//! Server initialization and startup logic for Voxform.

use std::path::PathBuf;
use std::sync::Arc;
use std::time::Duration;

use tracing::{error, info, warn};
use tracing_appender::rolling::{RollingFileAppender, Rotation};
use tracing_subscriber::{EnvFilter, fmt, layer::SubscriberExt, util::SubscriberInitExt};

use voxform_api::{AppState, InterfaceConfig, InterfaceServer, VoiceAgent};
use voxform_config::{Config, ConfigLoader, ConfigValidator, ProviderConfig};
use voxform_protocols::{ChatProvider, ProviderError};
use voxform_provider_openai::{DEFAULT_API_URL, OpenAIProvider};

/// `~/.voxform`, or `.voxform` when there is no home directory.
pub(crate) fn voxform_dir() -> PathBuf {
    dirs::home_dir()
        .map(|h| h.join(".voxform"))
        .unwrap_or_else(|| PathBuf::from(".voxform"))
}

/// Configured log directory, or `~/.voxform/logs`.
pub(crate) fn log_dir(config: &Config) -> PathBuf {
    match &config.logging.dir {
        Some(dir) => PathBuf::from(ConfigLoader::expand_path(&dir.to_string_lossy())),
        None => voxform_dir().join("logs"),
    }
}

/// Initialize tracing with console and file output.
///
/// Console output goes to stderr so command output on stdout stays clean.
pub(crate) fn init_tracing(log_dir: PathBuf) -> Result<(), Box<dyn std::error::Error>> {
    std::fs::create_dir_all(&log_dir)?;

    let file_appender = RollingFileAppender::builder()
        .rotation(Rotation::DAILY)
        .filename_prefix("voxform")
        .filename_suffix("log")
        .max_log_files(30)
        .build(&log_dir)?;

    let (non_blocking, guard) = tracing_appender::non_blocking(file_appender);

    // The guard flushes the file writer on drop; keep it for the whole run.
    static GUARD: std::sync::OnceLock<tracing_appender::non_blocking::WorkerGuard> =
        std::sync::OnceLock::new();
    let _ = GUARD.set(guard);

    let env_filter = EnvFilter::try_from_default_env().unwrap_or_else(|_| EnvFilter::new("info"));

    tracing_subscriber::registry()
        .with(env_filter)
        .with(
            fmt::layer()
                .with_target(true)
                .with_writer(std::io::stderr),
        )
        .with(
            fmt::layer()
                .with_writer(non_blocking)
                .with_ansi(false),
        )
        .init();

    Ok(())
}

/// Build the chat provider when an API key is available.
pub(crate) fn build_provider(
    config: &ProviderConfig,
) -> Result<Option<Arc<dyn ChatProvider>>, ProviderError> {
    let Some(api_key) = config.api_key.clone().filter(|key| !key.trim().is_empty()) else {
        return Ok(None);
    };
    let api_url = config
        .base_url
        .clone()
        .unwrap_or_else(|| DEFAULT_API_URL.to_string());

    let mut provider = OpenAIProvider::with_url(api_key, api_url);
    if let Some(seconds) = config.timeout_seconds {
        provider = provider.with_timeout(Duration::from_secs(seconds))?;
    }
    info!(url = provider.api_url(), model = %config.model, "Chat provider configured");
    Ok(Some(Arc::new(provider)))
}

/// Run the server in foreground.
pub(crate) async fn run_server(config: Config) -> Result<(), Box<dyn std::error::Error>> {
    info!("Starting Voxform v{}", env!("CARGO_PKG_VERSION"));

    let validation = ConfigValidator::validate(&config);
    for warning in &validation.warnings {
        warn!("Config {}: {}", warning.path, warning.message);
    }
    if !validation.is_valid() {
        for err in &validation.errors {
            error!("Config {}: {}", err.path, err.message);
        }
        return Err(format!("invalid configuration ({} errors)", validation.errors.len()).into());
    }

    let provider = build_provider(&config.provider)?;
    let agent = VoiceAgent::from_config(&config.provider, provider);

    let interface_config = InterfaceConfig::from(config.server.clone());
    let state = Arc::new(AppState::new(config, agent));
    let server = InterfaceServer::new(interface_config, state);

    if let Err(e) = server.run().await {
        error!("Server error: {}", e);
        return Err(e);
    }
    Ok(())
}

------------------------------------------------

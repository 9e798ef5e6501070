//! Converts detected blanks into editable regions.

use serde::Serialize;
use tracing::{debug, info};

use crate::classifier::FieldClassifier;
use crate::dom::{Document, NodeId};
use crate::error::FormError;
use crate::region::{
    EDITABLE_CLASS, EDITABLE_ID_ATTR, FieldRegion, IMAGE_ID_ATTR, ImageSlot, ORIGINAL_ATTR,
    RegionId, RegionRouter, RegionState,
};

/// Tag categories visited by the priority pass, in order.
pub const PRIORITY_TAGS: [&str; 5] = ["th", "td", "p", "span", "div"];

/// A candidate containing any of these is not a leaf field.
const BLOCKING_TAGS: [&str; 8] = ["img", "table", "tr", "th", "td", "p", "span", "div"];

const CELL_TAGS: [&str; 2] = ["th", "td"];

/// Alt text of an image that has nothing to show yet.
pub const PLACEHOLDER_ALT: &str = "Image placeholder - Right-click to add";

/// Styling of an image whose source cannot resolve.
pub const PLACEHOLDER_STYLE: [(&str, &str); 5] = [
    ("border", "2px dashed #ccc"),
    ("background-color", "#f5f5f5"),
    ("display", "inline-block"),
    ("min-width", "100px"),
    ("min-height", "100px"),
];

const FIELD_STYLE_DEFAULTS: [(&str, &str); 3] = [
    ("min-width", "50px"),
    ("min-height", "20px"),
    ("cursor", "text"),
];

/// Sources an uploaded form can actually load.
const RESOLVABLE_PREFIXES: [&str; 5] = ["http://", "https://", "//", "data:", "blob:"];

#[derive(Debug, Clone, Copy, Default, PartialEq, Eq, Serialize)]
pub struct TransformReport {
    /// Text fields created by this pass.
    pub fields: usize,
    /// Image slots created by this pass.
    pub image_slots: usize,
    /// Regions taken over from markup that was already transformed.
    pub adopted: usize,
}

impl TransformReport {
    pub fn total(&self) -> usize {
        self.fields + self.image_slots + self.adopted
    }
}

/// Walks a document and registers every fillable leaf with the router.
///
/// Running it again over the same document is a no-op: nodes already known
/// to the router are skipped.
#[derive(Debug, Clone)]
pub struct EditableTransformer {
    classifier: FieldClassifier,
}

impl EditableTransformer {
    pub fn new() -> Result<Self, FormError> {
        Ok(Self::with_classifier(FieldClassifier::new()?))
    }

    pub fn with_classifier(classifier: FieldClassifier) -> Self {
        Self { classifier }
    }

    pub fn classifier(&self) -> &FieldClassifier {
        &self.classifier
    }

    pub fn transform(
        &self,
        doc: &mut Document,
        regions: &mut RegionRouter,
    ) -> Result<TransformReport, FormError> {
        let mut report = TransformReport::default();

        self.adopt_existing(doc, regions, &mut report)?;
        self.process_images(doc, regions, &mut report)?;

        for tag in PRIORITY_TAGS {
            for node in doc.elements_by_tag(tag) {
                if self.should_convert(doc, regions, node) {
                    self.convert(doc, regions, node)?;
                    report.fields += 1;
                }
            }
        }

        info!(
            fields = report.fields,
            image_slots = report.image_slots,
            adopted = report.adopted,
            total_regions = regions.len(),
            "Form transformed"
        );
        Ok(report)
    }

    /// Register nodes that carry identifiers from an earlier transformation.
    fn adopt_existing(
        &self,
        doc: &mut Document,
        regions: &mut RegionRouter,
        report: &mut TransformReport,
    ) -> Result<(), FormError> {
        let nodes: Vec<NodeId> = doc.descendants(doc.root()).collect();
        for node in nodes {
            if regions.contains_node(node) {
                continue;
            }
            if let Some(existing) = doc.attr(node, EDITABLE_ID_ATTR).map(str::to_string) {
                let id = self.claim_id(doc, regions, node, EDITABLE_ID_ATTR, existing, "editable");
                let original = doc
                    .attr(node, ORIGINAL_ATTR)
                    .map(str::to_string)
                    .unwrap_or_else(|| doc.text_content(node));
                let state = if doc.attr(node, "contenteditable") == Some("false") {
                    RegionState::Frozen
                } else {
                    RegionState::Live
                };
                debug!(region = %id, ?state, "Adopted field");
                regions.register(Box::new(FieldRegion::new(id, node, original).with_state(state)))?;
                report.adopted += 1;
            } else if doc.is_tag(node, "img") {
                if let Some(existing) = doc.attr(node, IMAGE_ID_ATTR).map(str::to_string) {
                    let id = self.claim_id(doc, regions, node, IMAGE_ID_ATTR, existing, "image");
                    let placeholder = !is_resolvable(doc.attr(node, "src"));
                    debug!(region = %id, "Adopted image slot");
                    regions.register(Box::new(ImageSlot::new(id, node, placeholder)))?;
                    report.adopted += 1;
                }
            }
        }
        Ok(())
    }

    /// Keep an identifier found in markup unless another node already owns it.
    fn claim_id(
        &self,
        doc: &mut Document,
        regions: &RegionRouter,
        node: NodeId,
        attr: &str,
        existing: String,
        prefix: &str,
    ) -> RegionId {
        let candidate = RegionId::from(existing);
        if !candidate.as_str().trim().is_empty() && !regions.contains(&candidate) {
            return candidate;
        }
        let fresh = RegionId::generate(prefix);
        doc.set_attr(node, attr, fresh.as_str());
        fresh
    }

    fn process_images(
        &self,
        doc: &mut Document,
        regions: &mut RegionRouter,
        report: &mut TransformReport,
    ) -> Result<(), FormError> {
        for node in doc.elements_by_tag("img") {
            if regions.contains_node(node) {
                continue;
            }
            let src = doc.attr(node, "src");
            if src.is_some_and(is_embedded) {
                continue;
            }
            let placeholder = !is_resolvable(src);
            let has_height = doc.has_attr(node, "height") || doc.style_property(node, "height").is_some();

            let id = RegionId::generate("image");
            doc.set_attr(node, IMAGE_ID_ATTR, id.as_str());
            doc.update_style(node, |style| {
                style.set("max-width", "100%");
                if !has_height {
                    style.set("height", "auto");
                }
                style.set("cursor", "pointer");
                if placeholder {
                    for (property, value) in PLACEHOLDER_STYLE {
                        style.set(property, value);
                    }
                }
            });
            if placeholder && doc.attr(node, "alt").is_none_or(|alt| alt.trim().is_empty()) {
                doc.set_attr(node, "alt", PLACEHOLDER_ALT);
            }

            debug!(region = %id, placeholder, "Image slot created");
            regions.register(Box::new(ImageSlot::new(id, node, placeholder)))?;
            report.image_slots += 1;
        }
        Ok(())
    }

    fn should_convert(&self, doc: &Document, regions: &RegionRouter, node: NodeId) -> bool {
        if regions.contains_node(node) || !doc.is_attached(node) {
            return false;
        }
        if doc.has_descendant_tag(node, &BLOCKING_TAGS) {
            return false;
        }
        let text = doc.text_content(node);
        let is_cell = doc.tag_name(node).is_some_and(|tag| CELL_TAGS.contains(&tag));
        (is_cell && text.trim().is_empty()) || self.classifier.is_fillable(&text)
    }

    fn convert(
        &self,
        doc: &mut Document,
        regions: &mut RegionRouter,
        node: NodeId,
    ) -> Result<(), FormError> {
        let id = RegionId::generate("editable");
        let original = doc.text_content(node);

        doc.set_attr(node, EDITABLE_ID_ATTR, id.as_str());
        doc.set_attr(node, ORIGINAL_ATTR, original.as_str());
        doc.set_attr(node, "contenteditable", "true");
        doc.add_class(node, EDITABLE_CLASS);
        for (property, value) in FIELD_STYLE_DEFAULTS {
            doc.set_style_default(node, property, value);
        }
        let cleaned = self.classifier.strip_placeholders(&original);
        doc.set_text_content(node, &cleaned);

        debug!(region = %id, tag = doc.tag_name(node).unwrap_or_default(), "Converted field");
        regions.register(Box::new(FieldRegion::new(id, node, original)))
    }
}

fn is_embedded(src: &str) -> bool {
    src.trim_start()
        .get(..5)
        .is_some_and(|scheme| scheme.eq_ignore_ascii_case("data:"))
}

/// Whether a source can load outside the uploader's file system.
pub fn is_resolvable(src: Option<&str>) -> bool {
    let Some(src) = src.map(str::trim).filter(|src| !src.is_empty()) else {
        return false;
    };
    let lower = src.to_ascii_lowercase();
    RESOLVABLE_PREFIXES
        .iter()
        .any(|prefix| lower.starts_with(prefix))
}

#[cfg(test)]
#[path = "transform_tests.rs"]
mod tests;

------------------------------------------------

Of all the entries above, repeat only the lines from the line that has "logic for Voxform." to the line that has "no home directory.", both lines included, exactly.

» **RESULT**:
//! Server initialization and startup logic for Voxform.

use std::path::PathBuf;
use std::sync::Arc;
use std::time::Duration;

use tracing::{error, info, warn};
use tracing_appender::rolling::{RollingFileAppender, Rotation};
use tracing_subscriber::{EnvFilter, fmt, layer::SubscriberExt, util::SubscriberInitExt};

use voxform_api::{AppState, InterfaceConfig, InterfaceServer, VoiceAgent};
use voxform_config::{Config, ConfigLoader, ConfigValidator, ProviderConfig};
use voxform_protocols::{ChatProvider, ProviderError};
use voxform_provider_openai::{DEFAULT_API_URL, OpenAIProvider};

/// `~/.voxform`, or `.voxform` when there is no home directory.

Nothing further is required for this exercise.